===== Task data

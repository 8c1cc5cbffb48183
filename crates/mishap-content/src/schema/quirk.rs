//! Character quirk definition schema

use super::{check_weight, parse_modifiers, parse_triggers, Discovery, Severity, Validated};
use mishap_core::{AxisModifiers, DefId, Trigger};
use serde::{Deserialize, Serialize};
use std::collections::BTreeMap;

/// A mechanical trait on a character that conditionally modifies axes
#[derive(Debug, Clone, PartialEq, Serialize)]
pub struct QuirkDef {
    pub id: DefId,
    pub category: DefId,
    /// Sampling weight at issuance; always > 0
    pub rarity_weight: f64,
    /// Any one matching trigger includes the quirk
    pub triggers: Vec<Trigger>,
    pub modifiers: AxisModifiers,
    pub severity: Severity,
    pub discovery: Discovery,
    /// Turns an otherwise avoidable failure into a fortunate one
    pub reinterprets_failure: bool,
    pub description: String,
}

/// Quirk as written in a content file
#[derive(Debug, Clone, Deserialize)]
pub(crate) struct RawQuirkDef {
    pub id: DefId,
    #[serde(default = "default_category")]
    pub category: DefId,
    #[serde(default = "super::default_weight")]
    pub rarity_weight: f64,
    #[serde(default = "super::default_triggers")]
    pub triggers: Vec<String>,
    #[serde(default)]
    pub modifiers: BTreeMap<String, i32>,
    #[serde(default)]
    pub severity: Severity,
    #[serde(default)]
    pub discovery: Discovery,
    #[serde(default)]
    pub reinterprets_failure: bool,
    #[serde(default)]
    pub description: String,
}

fn default_category() -> DefId {
    DefId::new("general")
}

impl RawQuirkDef {
    pub fn validate(self) -> Validated<QuirkDef> {
        Ok(QuirkDef {
            rarity_weight: check_weight(self.rarity_weight)?,
            triggers: parse_triggers(&self.triggers)?,
            modifiers: parse_modifiers(&self.modifiers)?,
            id: self.id,
            category: self.category,
            severity: self.severity,
            discovery: self.discovery,
            reinterprets_failure: self.reinterprets_failure,
            description: self.description,
        })
    }
}

impl QuirkDef {
    /// Build a quirk in code (tests, tooling)
    pub fn new(id: impl Into<DefId>, trigger: Trigger, modifiers: AxisModifiers) -> Self {
        Self {
            id: id.into(),
            category: default_category(),
            rarity_weight: 1.0,
            triggers: vec![trigger],
            modifiers,
            severity: Severity::Minor,
            discovery: Discovery::Visible,
            reinterprets_failure: false,
            description: String::new(),
        }
    }

    pub fn with_category(mut self, category: impl Into<DefId>) -> Self {
        self.category = category.into();
        self
    }

    pub fn reinterpreting_failure(mut self) -> Self {
        self.reinterprets_failure = true;
        self
    }
}
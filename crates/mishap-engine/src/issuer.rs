//! Character issuance
//!
//! Issuance is a pure function of `(account_ref, sex, seed)` and the content
//! library. The same inputs always produce the same character, id included.

use crate::error::{Error, Result};
use chrono::{DateTime, Utc};
use mishap_content::ContentLibrary;
use mishap_core::{
    AttributeSet, Character, CharacterId, CharacterParts, DefId, GameRng, Reputation,
    SeedMaterial, Sex, MAX_QUIRKS, MIN_QUIRKS,
};
use tracing::{debug, instrument};

const HIGH_ATTRIBUTE: (i32, i32) = (8, 10);
const ORDINARY_ATTRIBUTE: (i32, i32) = (1, 6);
const LOW_ATTRIBUTE: (i32, i32) = (1, 3);
/// Smallest max-min an issued attribute set may have
const MIN_ATTRIBUTE_SPREAD: i32 = 4;

const MAX_FAILINGS: usize = 2;
const MIN_USELESS_BITS: usize = 1;
const MAX_USELESS_BITS: usize = 2;

/// Issues characters from a content library
pub struct Issuer<'a> {
    library: &'a ContentLibrary,
}

impl<'a> Issuer<'a> {
    pub fn new(library: &'a ContentLibrary) -> Self {
        Self { library }
    }

    /// Issue a character, stamping it with the current time
    pub fn issue(&self, account_ref: &str, sex: &str, seed: &str) -> Result<Character> {
        self.issue_at(account_ref, sex, seed, Utc::now())
    }

    /// Issue a character with an explicit creation time
    #[instrument(skip(self, created_at))]
    pub fn issue_at(
        &self,
        account_ref: &str,
        sex: &str,
        seed: &str,
        created_at: DateTime<Utc>,
    ) -> Result<Character> {
        let sex: Sex = sex
            .parse()
            .map_err(|_| Error::InvalidSex(sex.to_string()))?;

        let mut rng = GameRng::new(
            SeedMaterial::new("issue")
                .with_str(account_ref)
                .with_str(sex.as_str())
                .with_str(seed)
                .finish(),
        );
        let id = CharacterId(
            SeedMaterial::new("character")
                .with_str(account_ref)
                .with_str(sex.as_str())
                .with_str(seed)
                .finish(),
        );

        let attributes = roll_attributes(&mut rng)?;

        let quirk_pool: Vec<(&DefId, f64)> = self
            .library
            .quirks()
            .map(|q| (&q.id, q.rarity_weight))
            .collect();
        if quirk_pool.len() < MIN_QUIRKS {
            return Err(Error::ContentLibrary(format!(
                "need at least {} quirks to issue a character, library has {}",
                MIN_QUIRKS,
                quirk_pool.len()
            )));
        }
        let quirk_count = rng.range_usize(MIN_QUIRKS, MAX_QUIRKS);
        let quirks = sample_distinct(&mut rng, quirk_pool, quirk_count);

        let failing_pool: Vec<(&DefId, f64)> = self
            .library
            .failings()
            .map(|f| (&f.id, f.rarity_weight))
            .collect();
        let failing_count = rng.range_usize(0, MAX_FAILINGS);
        let failings = sample_distinct(&mut rng, failing_pool, failing_count);

        let bit_pool: Vec<(&DefId, f64)> = self
            .library
            .useless_bits()
            .map(|b| (&b.id, b.rarity_weight))
            .collect();
        if bit_pool.is_empty() {
            return Err(Error::ContentLibrary(
                "library has no useless bits to issue".to_string(),
            ));
        }
        let bit_count = rng.range_usize(MIN_USELESS_BITS, MAX_USELESS_BITS);
        let useless_bits = sample_distinct(&mut rng, bit_pool, bit_count);

        let reputation = self.roll_reputation(&mut rng);

        let character = Character::new(CharacterParts {
            id,
            account_ref: account_ref.to_string(),
            sex,
            attributes,
            quirks,
            failings,
            useless_bits,
            reputation,
            issued_seed: seed.to_string(),
            created_at,
        })?;

        debug!(
            character = %character.id(),
            quirks = character.quirks().len(),
            failings = character.failings().len(),
            useless_bits = character.useless_bits().len(),
            "issued character"
        );
        Ok(character)
    }

    fn roll_reputation(&self, rng: &mut GameRng) -> Reputation {
        let biases: Vec<_> = self.library.reputation_biases().collect();
        let weights: Vec<f64> = biases.iter().map(|b| b.weight).collect();
        rng.weighted_index(&weights)
            .map(|i| biases[i].to_reputation())
            .unwrap_or_default()
    }
}

/// One high attribute, one forced low, the rest ordinary, in shuffled order
fn roll_attributes(rng: &mut GameRng) -> Result<AttributeSet> {
    loop {
        let mut values = [0i32; 7];
        values[0] = rng.range_i32(HIGH_ATTRIBUTE.0, HIGH_ATTRIBUTE.1);
        values[1] = rng.range_i32(LOW_ATTRIBUTE.0, LOW_ATTRIBUTE.1);
        for value in values.iter_mut().skip(2) {
            *value = rng.range_i32(ORDINARY_ATTRIBUTE.0, ORDINARY_ATTRIBUTE.1);
        }
        rng.shuffle(&mut values);

        let attributes = AttributeSet::new(values)?;
        if attributes.spread() >= MIN_ATTRIBUTE_SPREAD {
            return Ok(attributes);
        }
    }
}

/// Weighted sampling without replacement
///
/// Returns fewer than `count` ids when the pool runs out.
fn sample_distinct(rng: &mut GameRng, mut pool: Vec<(&DefId, f64)>, count: usize) -> Vec<DefId> {
    let mut picked = Vec::with_capacity(count);
    while picked.len() < count {
        let weights: Vec<f64> = pool.iter().map(|(_, w)| *w).collect();
        let Some(index) = rng.weighted_index(&weights) else {
            break;
        };
        let (id, _) = pool.swap_remove(index);
        picked.push(id.clone());
    }
    picked
}

#[cfg(test)]
mod tests {
    use super::*;
    use mishap_content::Loader;
    use mishap_core::{ATTRIBUTE_MAX, ATTRIBUTE_MIN};
    use std::collections::HashSet;

    fn library() -> ContentLibrary {
        Loader::builtin().unwrap()
    }

    #[test]
    fn test_issuance_is_deterministic() {
        let library = library();
        let issuer = Issuer::new(&library);
        let at = Utc::now();

        let a = issuer.issue_at("acct-1", "female", "seed_1", at).unwrap();
        let b = issuer.issue_at("acct-1", "female", "seed_1", at).unwrap();
        assert_eq!(a, b);

        let c = issuer.issue_at("acct-1", "female", "seed_2", at).unwrap();
        assert_ne!(a.id(), c.id());
    }

    #[test]
    fn test_attribute_bounds_and_spread() {
        let library = library();
        let issuer = Issuer::new(&library);

        for n in 0..200 {
            let character = issuer.issue("acct", "x", &format!("seed_{n}")).unwrap();
            let attributes = character.attributes();
            for (_, value) in attributes.iter() {
                assert!((ATTRIBUTE_MIN..=ATTRIBUTE_MAX).contains(&value));
            }
            assert!(attributes.spread() >= MIN_ATTRIBUTE_SPREAD);
            assert!(attributes.iter().any(|(_, v)| v >= HIGH_ATTRIBUTE.0));
            assert!(attributes.iter().any(|(_, v)| v <= LOW_ATTRIBUTE.1));
        }
    }

    #[test]
    fn test_trait_counts_and_no_duplicates() {
        let library = library();
        let issuer = Issuer::new(&library);

        for n in 0..200 {
            let character = issuer.issue("acct", "male", &format!("seed_{n}")).unwrap();
            assert!((MIN_QUIRKS..=MAX_QUIRKS).contains(&character.quirks().len()));
            assert!(character.failings().len() <= MAX_FAILINGS);
            assert!((MIN_USELESS_BITS..=MAX_USELESS_BITS).contains(&character.useless_bits().len()));

            let all: Vec<_> = character
                .quirks()
                .iter()
                .chain(character.failings())
                .chain(character.useless_bits())
                .collect();
            let unique: HashSet<_> = all.iter().collect();
            assert_eq!(unique.len(), all.len());
            assert!(character.is_active());
        }
    }

    #[test]
    fn test_invalid_sex_rejected() {
        let library = library();
        let err = Issuer::new(&library).issue("acct", "teapot", "s").unwrap_err();
        assert_eq!(err.kind().code(), "INVALID_SEX");
    }

    #[test]
    fn test_reputation_comes_from_bias_table() {
        let library = library();
        let issuer = Issuer::new(&library);
        let scores: HashSet<i32> = library.reputation_biases().map(|b| b.score).collect();

        for n in 0..50 {
            let character = issuer.issue("acct", "f", &format!("seed_{n}")).unwrap();
            assert!(scores.contains(&character.reputation().score));
        }
    }

    #[test]
    fn test_sample_distinct_stops_when_pool_runs_out() {
        let a = DefId::new("a");
        let b = DefId::new("b");
        let mut rng = GameRng::new(7);

        let picked = sample_distinct(&mut rng, vec![(&a, 1.0), (&b, 2.0)], 4);
        assert_eq!(picked.len(), 2);
        assert_ne!(picked[0], picked[1]);
    }
}
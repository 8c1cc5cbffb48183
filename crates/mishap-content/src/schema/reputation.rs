//! Reputation bias table rows

use mishap_core::{DefId, Reputation};
use serde::{Deserialize, Serialize};

/// One starting reputation a new character may be issued with
#[derive(Debug, Clone, PartialEq, Serialize, Deserialize)]
pub struct ReputationBias {
    pub id: DefId,
    #[serde(default = "super::default_weight")]
    pub weight: f64,
    #[serde(default)]
    pub score: i32,
    #[serde(default)]
    pub notes: String,
}

impl ReputationBias {
    pub fn to_reputation(&self) -> Reputation {
        Reputation::new(self.score, self.notes.clone())
    }
}
//! The seven character attributes

use crate::error::{Error, Result};
use serde::{de, Deserialize, Deserializer, Serialize};
use std::fmt;
use std::str::FromStr;

/// Lowest legal attribute value
pub const ATTRIBUTE_MIN: i32 = 1;
/// Highest legal attribute value
pub const ATTRIBUTE_MAX: i32 = 10;

/// A named character attribute
#[derive(Debug, Clone, Copy, PartialEq, Eq, PartialOrd, Ord, Hash, Serialize, Deserialize)]
#[serde(rename_all = "snake_case")]
pub enum Attribute {
    Cunning,
    GripStrength,
    Patience,
    SpatialSense,
    Stamina,
    BookLearning,
    AdministrativeLuck,
}

impl Attribute {
    pub const ALL: [Attribute; 7] = [
        Attribute::Cunning,
        Attribute::GripStrength,
        Attribute::Patience,
        Attribute::SpatialSense,
        Attribute::Stamina,
        Attribute::BookLearning,
        Attribute::AdministrativeLuck,
    ];

    pub fn as_str(&self) -> &'static str {
        match self {
            Attribute::Cunning => "cunning",
            Attribute::GripStrength => "grip_strength",
            Attribute::Patience => "patience",
            Attribute::SpatialSense => "spatial_sense",
            Attribute::Stamina => "stamina",
            Attribute::BookLearning => "book_learning",
            Attribute::AdministrativeLuck => "administrative_luck",
        }
    }

    fn index(self) -> usize {
        self as usize
    }
}

impl fmt::Display for Attribute {
    fn fmt(&self, f: &mut fmt::Formatter<'_>) -> fmt::Result {
        f.write_str(self.as_str())
    }
}

impl FromStr for Attribute {
    type Err = Error;

    fn from_str(s: &str) -> Result<Self> {
        Attribute::ALL
            .into_iter()
            .find(|a| a.as_str() == s)
            .ok_or_else(|| Error::UnknownAttribute(s.to_string()))
    }
}

/// Exactly seven attribute values, each in `[1, 10]`
///
/// The fixed-size array makes the attribute count impossible to get wrong;
/// the range is enforced by [`AttributeSet::new`].
#[derive(Debug, Clone, Copy, PartialEq, Eq, Serialize)]
pub struct AttributeSet([i32; 7]);

impl<'de> Deserialize<'de> for AttributeSet {
    fn deserialize<D: Deserializer<'de>>(deserializer: D) -> std::result::Result<Self, D::Error> {
        #[derive(Deserialize)]
        struct Values([i32; 7]);

        let Values(values) = Values::deserialize(deserializer)?;
        AttributeSet::new(values).map_err(de::Error::custom)
    }
}

impl AttributeSet {
    /// Build from values in [`Attribute::ALL`] order
    pub fn new(values: [i32; 7]) -> Result<Self> {
        for (attribute, value) in Attribute::ALL.iter().zip(values) {
            if !(ATTRIBUTE_MIN..=ATTRIBUTE_MAX).contains(&value) {
                return Err(Error::AttributeOutOfRange {
                    attribute: attribute.to_string(),
                    value,
                });
            }
        }
        Ok(Self(values))
    }

    pub fn get(&self, attribute: Attribute) -> i32 {
        self.0[attribute.index()]
    }

    /// Iterate `(attribute, value)` pairs in canonical order
    pub fn iter(&self) -> impl Iterator<Item = (Attribute, i32)> + '_ {
        Attribute::ALL.into_iter().zip(self.0.iter().copied())
    }

    /// Highest value minus lowest value
    pub fn spread(&self) -> i32 {
        let max = self.0.iter().max().copied().unwrap_or(ATTRIBUTE_MIN);
        let min = self.0.iter().min().copied().unwrap_or(ATTRIBUTE_MIN);
        max - min
    }
}

#[cfg(test)]
mod tests {
    use super::*;

    #[test]
    fn test_attribute_set_bounds() {
        assert!(AttributeSet::new([1, 2, 3, 4, 5, 6, 10]).is_ok());
        assert_eq!(
            AttributeSet::new([0, 2, 3, 4, 5, 6, 7]),
            Err(Error::AttributeOutOfRange {
                attribute: "cunning".to_string(),
                value: 0
            })
        );
        assert!(AttributeSet::new([1, 2, 3, 4, 5, 6, 11]).is_err());
    }

    #[test]
    fn test_attribute_lookup_and_spread() {
        let set = AttributeSet::new([9, 2, 3, 4, 5, 6, 1]).unwrap();
        assert_eq!(set.get(Attribute::Cunning), 9);
        assert_eq!(set.get(Attribute::AdministrativeLuck), 1);
        assert_eq!(set.spread(), 8);
        assert_eq!(set.iter().count(), 7);
    }

    #[test]
    fn test_deserialize_enforces_bounds() {
        let set = AttributeSet::new([9, 2, 3, 4, 5, 6, 1]).unwrap();
        let text = ron::to_string(&set).unwrap();
        assert_eq!(ron::from_str::<AttributeSet>(&text).unwrap(), set);

        let tampered = text.replacen('9', "0", 1);
        assert!(ron::from_str::<AttributeSet>(&tampered).is_err());
    }

    #[test]
    fn test_attribute_names() {
        assert_eq!("grip_strength".parse::<Attribute>().unwrap(), Attribute::GripStrength);
        assert!("charm".parse::<Attribute>().is_err());
    }
}
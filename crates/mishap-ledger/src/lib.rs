//! Mishap Ledger - Append-only record of resolved actions
//!
//! This crate stores the immutable history the engine produces:
//!
//! - **LedgerStore**: the append-only storage contract
//! - **MemoryLedger** / **JsonlLedger**: in-memory and JSON-lines backends
//! - **LedgerQuery** / **Auditor**: filtering and summary statistics
//! - **Exporter**: RON, JSON, CSV and text output for narrative consumers
//!
//! # Example
//!
//! ```rust,ignore
//! use mishap_ledger::{Auditor, Exporter, ExportFormat, JsonlLedger, LedgerQuery, LedgerStore};
//! use mishap_core::Outcome;
//!
//! let ledger = JsonlLedger::open("ledger.jsonl")?;
//! let failures = LedgerQuery::new()
//!     .by_outcome(Outcome::Failure)
//!     .run(&ledger)?;
//!
//! println!("{}", Auditor::new(&failures).generate_report());
//! let csv = Exporter::new(&failures).export(ExportFormat::Csv)?;
//! ```

mod error;
mod exporter;
mod jsonl;
mod memory;
mod query;
mod store;

pub use error::{Error, Result};
pub use exporter::{ExportFormat, Exporter};
pub use jsonl::JsonlLedger;
pub use memory::MemoryLedger;
pub use query::{AuditReport, Auditor, LedgerQuery};
pub use store::{LedgerStore, TimeRange};
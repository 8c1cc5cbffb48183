//! Per-character ordering locks

use crate::error::{Error, Result};
use mishap_core::CharacterId;
use std::collections::HashMap;
use std::sync::{Arc, Mutex};

/// One mutex per character
///
/// Holding a character's lock across compute and append keeps that
/// character's ledger in action order while other characters proceed.
#[derive(Debug, Default)]
pub struct CharacterLocks {
    locks: Mutex<HashMap<CharacterId, Arc<Mutex<()>>>>,
}

impl CharacterLocks {
    pub fn new() -> Self {
        Self::default()
    }

    /// The lock for a character, created on first use
    pub fn for_character(&self, id: CharacterId) -> Result<Arc<Mutex<()>>> {
        let mut locks = self
            .locks
            .lock()
            .map_err(|_| Error::LockPoisoned("character lock table"))?;
        Ok(Arc::clone(locks.entry(id).or_default()))
    }

    /// Number of characters that have a lock
    pub fn len(&self) -> Result<usize> {
        Ok(self
            .locks
            .lock()
            .map_err(|_| Error::LockPoisoned("character lock table"))?
            .len())
    }
}
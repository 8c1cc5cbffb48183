//! Error types for mishap-ledger

use thiserror::Error;

/// Ledger error type
#[derive(Debug, Error)]
pub enum Error {
    /// The entry could not be made durable; no id was issued
    #[error("Persistence error: {0}")]
    Persistence(String),

    /// A stored entry could not be read back
    #[error("Corrupt ledger at line {line}: {reason}")]
    Corrupt { line: usize, reason: String },

    /// Serialization error
    #[error("Serialization error: {0}")]
    Serialization(String),

    /// Export error
    #[error("Export error: {0}")]
    ExportError(String),

    /// A writer panicked while holding the ledger lock
    #[error("Ledger lock poisoned")]
    LockPoisoned,

    /// IO error
    #[error("IO error: {0}")]
    Io(#[from] std::io::Error),
}

/// Result type for ledger operations
pub type Result<T> = std::result::Result<T, Error>;
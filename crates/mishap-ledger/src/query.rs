//! Filtering and auditing of ledger entries

use crate::error::Result;
use crate::store::{LedgerStore, TimeRange};
use mishap_core::{CharacterId, DefId, Interpretation, LedgerEntry, Outcome};
use std::collections::BTreeMap;
use std::fmt;

/// Criteria for selecting ledger entries
#[derive(Debug, Clone, Default)]
pub struct LedgerQuery {
    /// Filter by character
    pub character: Option<CharacterId>,
    /// Time window (inclusive)
    pub range: TimeRange,
    /// Filter by outcome
    pub outcome: Option<Outcome>,
    /// Filter by action type
    pub action: Option<DefId>,
}

impl LedgerQuery {
    /// Create an empty query (matches everything)
    pub fn new() -> Self {
        Self::default()
    }

    pub fn by_character(mut self, character: CharacterId) -> Self {
        self.character = Some(character);
        self
    }

    pub fn in_range(mut self, range: TimeRange) -> Self {
        self.range = range;
        self
    }

    pub fn by_outcome(mut self, outcome: Outcome) -> Self {
        self.outcome = Some(outcome);
        self
    }

    pub fn by_action(mut self, action: impl Into<DefId>) -> Self {
        self.action = Some(action.into());
        self
    }

    /// Check a single entry against every criterion
    pub fn matches(&self, entry: &LedgerEntry) -> bool {
        self.character.map_or(true, |c| entry.character() == c)
            && self.range.contains(entry.timestamp())
            && self.outcome.map_or(true, |o| entry.outcome() == o)
            && self
                .action
                .as_ref()
                .map_or(true, |a| &entry.record.action == a)
    }

    /// Run against a store
    ///
    /// A character filter goes through the store's own per-character query;
    /// anything else scans every entry.
    pub fn run(&self, store: &dyn LedgerStore) -> Result<Vec<LedgerEntry>> {
        let candidates = match self.character {
            Some(character) => store.query(character, &self.range)?,
            None => store.entries()?,
        };
        Ok(candidates.into_iter().filter(|e| self.matches(e)).collect())
    }
}

/// Summary statistics over a set of entries
pub struct Auditor<'a> {
    entries: &'a [LedgerEntry],
}

impl<'a> Auditor<'a> {
    pub fn new(entries: &'a [LedgerEntry]) -> Self {
        Self { entries }
    }

    /// Generate an audit report
    pub fn generate_report(&self) -> AuditReport {
        let mut report = AuditReport {
            total_entries: self.entries.len(),
            ..AuditReport::default()
        };
        let mut blame_sum = 0.0;

        for entry in self.entries {
            *report.outcomes.entry(entry.outcome().as_str()).or_insert(0) += 1;
            *report
                .interpretations
                .entry(entry.interpretation().as_str())
                .or_insert(0) += 1;
            for factor in entry.contributing_factors() {
                *report.factor_frequency.entry(factor.clone()).or_insert(0) += 1;
            }
            if entry.record.supersedes.is_some() {
                report.retries += 1;
            }
            if entry.record.unarmed {
                report.unarmed += 1;
            }
            blame_sum += entry.blame_weight();
        }

        if !self.entries.is_empty() {
            report.mean_blame = blame_sum / self.entries.len() as f64;
        }
        report
    }

    /// How often a given factor contributed
    pub fn count_factor(&self, factor: &DefId) -> usize {
        self.entries
            .iter()
            .filter(|e| e.contributing_factors().contains(factor))
            .count()
    }

    /// Entries the character could reasonably be blamed for
    pub fn avoidable(&self) -> Vec<&LedgerEntry> {
        self.entries
            .iter()
            .filter(|e| e.interpretation() == Interpretation::Avoidable)
            .collect()
    }
}

/// Aggregate view of a slice of the ledger
#[derive(Debug, Clone, Default)]
pub struct AuditReport {
    pub total_entries: usize,
    /// Count per outcome name
    pub outcomes: BTreeMap<&'static str, usize>,
    /// Count per interpretation name
    pub interpretations: BTreeMap<&'static str, usize>,
    /// Mean blame weight, 0.0 for an empty set
    pub mean_blame: f64,
    /// How often each factor appeared
    pub factor_frequency: BTreeMap<DefId, usize>,
    /// Entries that supersede an earlier one
    pub retries: usize,
    /// Entries resolved without usable items
    pub unarmed: usize,
}

impl AuditReport {
    pub fn outcome_count(&self, outcome: Outcome) -> usize {
        self.outcomes.get(outcome.as_str()).copied().unwrap_or(0)
    }

    pub fn interpretation_count(&self, interpretation: Interpretation) -> usize {
        self.interpretations
            .get(interpretation.as_str())
            .copied()
            .unwrap_or(0)
    }
}

impl fmt::Display for AuditReport {
    fn fmt(&self, f: &mut fmt::Formatter<'_>) -> fmt::Result {
        writeln!(f, "=== Ledger Audit ===")?;
        writeln!(f, "Total entries: {}", self.total_entries)?;
        writeln!(f, "Mean blame: {:.3}", self.mean_blame)?;
        writeln!(f, "Retries: {}", self.retries)?;
        writeln!(f, "Unarmed: {}", self.unarmed)?;

        if !self.outcomes.is_empty() {
            writeln!(f, "\nOutcomes:")?;
            for (outcome, count) in &self.outcomes {
                writeln!(f, "  {}: {}", outcome, count)?;
            }
        }

        if !self.interpretations.is_empty() {
            writeln!(f, "\nInterpretations:")?;
            for (interpretation, count) in &self.interpretations {
                writeln!(f, "  {}: {}", interpretation, count)?;
            }
        }

        if !self.factor_frequency.is_empty() {
            writeln!(f, "\nFactors:")?;
            let mut sorted: Vec<_> = self.factor_frequency.iter().collect();
            sorted.sort_by_key(|(_, count)| std::cmp::Reverse(**count));
            for (factor, count) in sorted {
                writeln!(f, "  {}: {}", factor, count)?;
            }
        }

        Ok(())
    }
}

#[cfg(test)]
mod tests {
    use super::*;
    use crate::memory::MemoryLedger;
    use crate::test_support::record;

    fn populated() -> MemoryLedger {
        let ledger = MemoryLedger::new();

        let mut failed = record(1, 1);
        failed.outcome = Outcome::Failure;
        failed.interpretation = Interpretation::Avoidable;
        failed.blame_weight = 1.0;
        failed.contributing_factors = vec![DefId::new("butterfingers")];
        ledger.append(failed).unwrap();

        let mut ok = record(1, 2);
        ok.outcome = Outcome::Success;
        ok.action = DefId::new("sneak");
        ok.contributing_factors = vec![DefId::new("butterfingers"), DefId::new("strong_current")];
        ok.blame_weight = 0.5;
        ledger.append(ok).unwrap();

        ledger.append(record(2, 3)).unwrap();
        ledger
    }

    #[test]
    fn test_query_filters() {
        let ledger = populated();

        let all = LedgerQuery::new().run(&ledger).unwrap();
        assert_eq!(all.len(), 3);

        let failures = LedgerQuery::new()
            .by_character(CharacterId(1))
            .by_outcome(Outcome::Failure)
            .run(&ledger)
            .unwrap();
        assert_eq!(failures.len(), 1);
        assert_eq!(failures[0].record.derived_seed, 1);

        let sneaks = LedgerQuery::new().by_action("sneak").run(&ledger).unwrap();
        assert_eq!(sneaks.len(), 1);
    }

    #[test]
    fn test_generate_report() {
        let ledger = populated();
        let entries = ledger.entries().unwrap();
        let report = Auditor::new(&entries).generate_report();

        assert_eq!(report.total_entries, 3);
        assert_eq!(report.outcome_count(Outcome::Failure), 1);
        assert_eq!(report.outcome_count(Outcome::Success), 1);
        assert_eq!(report.outcome_count(Outcome::PartialSuccess), 1);
        assert_eq!(report.interpretation_count(Interpretation::Avoidable), 1);
        assert_eq!(report.factor_frequency[&DefId::new("butterfingers")], 2);
        assert!((report.mean_blame - 0.5).abs() < 1e-9);

        let text = report.to_string();
        assert!(text.contains("Ledger Audit"));
        assert!(text.contains("butterfingers: 2"));
    }

    #[test]
    fn test_empty_report() {
        let report = Auditor::new(&[]).generate_report();
        assert_eq!(report.total_entries, 0);
        assert_eq!(report.mean_blame, 0.0);
    }

    #[test]
    fn test_factor_counts_and_avoidable() {
        let ledger = populated();
        let entries = ledger.entries().unwrap();
        let auditor = Auditor::new(&entries);

        assert_eq!(auditor.count_factor(&DefId::new("strong_current")), 1);
        assert_eq!(auditor.avoidable().len(), 1);
    }
}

==========

> _Task statement_: Output the data exactly, from the first line through the line that holds "pub struct QuirkDef", so that no later line appears.

> _The completed task_:
repository 8c1cc5cbffb48183
filename crates/mishap-content/src/schema/quirk.rs
//! Character quirk definition schema

use super::{check_weight, parse_modifiers, parse_triggers, Discovery, Severity, Validated};
use mishap_core::{AxisModifiers, DefId, Trigger};
use serde::{Deserialize, Serialize};
use std::collections::BTreeMap;

/// A mechanical trait on a character that conditionally modifies axes
#[derive(Debug, Clone, PartialEq, Serialize)]
pub struct QuirkDef {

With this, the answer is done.